# Your assignment
Below are lines of data; restate word for word those running from the line containing "leads and tenants" to the line containing "ai_score, ai_reason, qualified, booking_url, status, created_at", inclusive, and no others.

BEGIN

use crate::errors::{AppError, ResultExt};
use crate::models::{
    ApiKey, Lead, NewLead, Tenant, Workspace, WorkspaceSettings, WorkspaceUser,
};
use crate::store::{LeadStore, NewTenant, StoreResult};
use async_trait::async_trait;
use chrono::Utc;
use sqlx::PgPool;
use uuid::Uuid;

/// Postgres-backed storage for leads and tenants
#[derive(Clone)]
pub struct PgStore {
    pool: PgPool,
}

impl PgStore {
    pub fn new(pool: PgPool) -> Self {
        Self { pool }
    }
}

#[async_trait]
impl LeadStore for PgStore {
    async fn insert_lead(&self, lead: NewLead) -> StoreResult<Lead> {
        let lead = lead.into_lead();

        let stored = sqlx::query_as::<_, Lead>(
            r#"
            INSERT INTO leads (
                id, workspace_id, name, email, company, role, region, message, source,
                ai_score, ai_reason, qualified, booking_url, status, created_at
            )
            VALUES ($1, $2, $3, $4, $5, $6, $7, $8, $9, $10, $11, $12, $13, $14, $15)
            RETURNING *
            "#,
        )
        .bind(lead.id)
        .bind(lead.workspace_id)
        .bind(&lead.name)
        .bind(&lead.email)
        .bind(&lead.company)
        .bind(&lead.role)
        .bind(&lead.region)
        .bind(&lead.message)
        .bind(&lead.source)
        .bind(lead.ai_score)
        .bind(&lead.ai_reason)
        .bind(lead.qualified)
        .bind(&lead.booking_url)
        .bind(&lead.status)
        .bind(lead.created_at)
        .fetch_one(&self.pool)
        .await?;

        tracing::debug!("✓ Lead stored: {}", stored.id);
        Ok(stored)
    }

    async fn list_leads(&self, workspace_id: Uuid) -> StoreResult<Vec<Lead>> {
        let leads = sqlx::query_as::<_, Lead>(
            "SELECT * FROM leads WHERE workspace_id = $1 ORDER BY created_at DESC",
        )
        .bind(workspace_id)
        .fetch_all(&self.pool)
        .await?;

        Ok(leads)
    }

    async fn create_tenant(&self, tenant: NewTenant) -> StoreResult<Tenant> {
        let now = Utc::now();
        let mut tx = self.pool.begin().await?;

        let workspace = sqlx::query_as::<_, Workspace>(
            r#"
            INSERT INTO workspaces (id, name, owner_email, created_at)
            VALUES ($1, $2, $3, $4)
            RETURNING *
            "#,
        )
        .bind(Uuid::new_v4())
        .bind(&tenant.workspace_name)
        .bind(&tenant.owner_email)
        .bind(now)
        .fetch_one(&mut *tx)
        .await
        .context("Failed to create workspace")?;

        let admin = sqlx::query_as::<_, WorkspaceUser>(
            r#"
            INSERT INTO workspace_users (workspace_id, user_id, user_email, role, created_at)
            VALUES ($1, $2, $3, 'admin', $4)
            RETURNING *
            "#,
        )
        .bind(workspace.id)
        .bind(&tenant.user_id)
        .bind(&tenant.owner_email)
        .bind(now)
        .fetch_one(&mut *tx)
        .await
        .context("Failed to link workspace admin")?;

        let api_key = sqlx::query_as::<_, ApiKey>(
            r#"
            INSERT INTO api_keys (id, workspace_id, key, created_at)
            VALUES ($1, $2, $3, $4)
            RETURNING *
            "#,
        )
        .bind(Uuid::new_v4())
        .bind(workspace.id)
        .bind(&tenant.api_key)
        .bind(now)
        .fetch_one(&mut *tx)
        .await
        .context("Failed to create API key")?;

        tx.commit().await?;

        tracing::info!(
            "✓ Tenant created: workspace {} for user {}",
            workspace.id,
            admin.user_id
        );

        Ok(Tenant {
            workspace,
            admin,
            api_key,
        })
    }

    async fn get_workspace(&self, workspace_id: Uuid) -> StoreResult<Option<Workspace>> {
        let workspace = sqlx::query_as::<_, Workspace>("SELECT * FROM workspaces WHERE id = $1")
            .bind(workspace_id)
            .fetch_optional(&self.pool)
            .await?;

        Ok(workspace)
    }

    async fn first_workspace(&self) -> StoreResult<Option<Workspace>> {
        let workspace = sqlx::query_as::<_, Workspace>(
            "SELECT * FROM workspaces ORDER BY created_at ASC LIMIT 1",
        )
        .fetch_optional(&self.pool)
        .await?;

        Ok(workspace)
    }

    async fn update_settings(
        &self,
        workspace_id: Uuid,
        settings: WorkspaceSettings,
    ) -> StoreResult<()> {
        let result = sqlx::query(
            r#"
            UPDATE workspaces
            SET booking_url = $1, enrichment_enabled = $2, enrichment_api_key = $3
            WHERE id = $4
            "#,
        )
        .bind(settings.booking_url)
        .bind(settings.enrichment_enabled)
        .bind(settings.enrichment_api_key)
        .bind(workspace_id)
        .execute(&self.pool)
        .await?;

        if result.rows_affected() == 0 {
            return Err(AppError::NotFound(format!(
                "Workspace {} not found",
                workspace_id
            )));
        }
        Ok(())
    }

    async fn workspace_for_user(&self, user_id: &str) -> StoreResult<Option<Uuid>> {
        let workspace_id = sqlx::query_scalar::<_, Uuid>(
            r#"
            SELECT workspace_id FROM workspace_users
            WHERE user_id = $1
            ORDER BY created_at ASC
            LIMIT 1
            "#,
        )
        .bind(user_id)
        .fetch_optional(&self.pool)
        .await?;

        Ok(workspace_id)
    }

    async fn workspace_for_user_email(&self, email: &str) -> StoreResult<Option<Uuid>> {
        let workspace_id = sqlx::query_scalar::<_, Uuid>(
            r#"
            SELECT workspace_id FROM workspace_users
            WHERE LOWER(user_email) = LOWER($1)
            ORDER BY created_at ASC
            LIMIT 1
            "#,
        )
        .bind(email)
        .fetch_optional(&self.pool)
        .await?;

        Ok(workspace_id)
    }

    async fn workspace_for_api_key(&self, key: &str) -> StoreResult<Option<Uuid>> {
        let workspace_id =
            sqlx::query_scalar::<_, Uuid>("SELECT workspace_id FROM api_keys WHERE key = $1")
                .bind(key)
                .fetch_optional(&self.pool)
                .await?;

        Ok(workspace_id)
    }

    async fn api_key_for_workspace(&self, workspace_id: Uuid) -> StoreResult<Option<ApiKey>> {
        let api_key = sqlx::query_as::<_, ApiKey>(
            "SELECT * FROM api_keys WHERE workspace_id = $1 ORDER BY created_at ASC LIMIT 1",
        )
        .bind(workspace_id)
        .fetch_optional(&self.pool)
        .await?;

        Ok(api_key)
    }

    async fn health_check(&self) -> StoreResult<()> {
        sqlx::query("SELECT 1").execute(&self.pool).await?;
        Ok(())
    }

    fn backend_name(&self) -> &'static str {
        "postgres"
    }
}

END

# Exercise output
/// Postgres-backed storage for leads and tenants
#[derive(Clone)]
pub struct PgStore {
    pool: PgPool,
}

impl PgStore {
    pub fn new(pool: PgPool) -> Self {
        Self { pool }
    }
}

#[async_trait]
impl LeadStore for PgStore {
    async fn insert_lead(&self, lead: NewLead) -> StoreResult<Lead> {
        let lead = lead.into_lead();

        let stored = sqlx::query_as::<_, Lead>(
            r#"
            INSERT INTO leads (
                id, workspace_id, name, email, company, role, region, message, source,
                ai_score, ai_reason, qualified, booking_url, status, created_at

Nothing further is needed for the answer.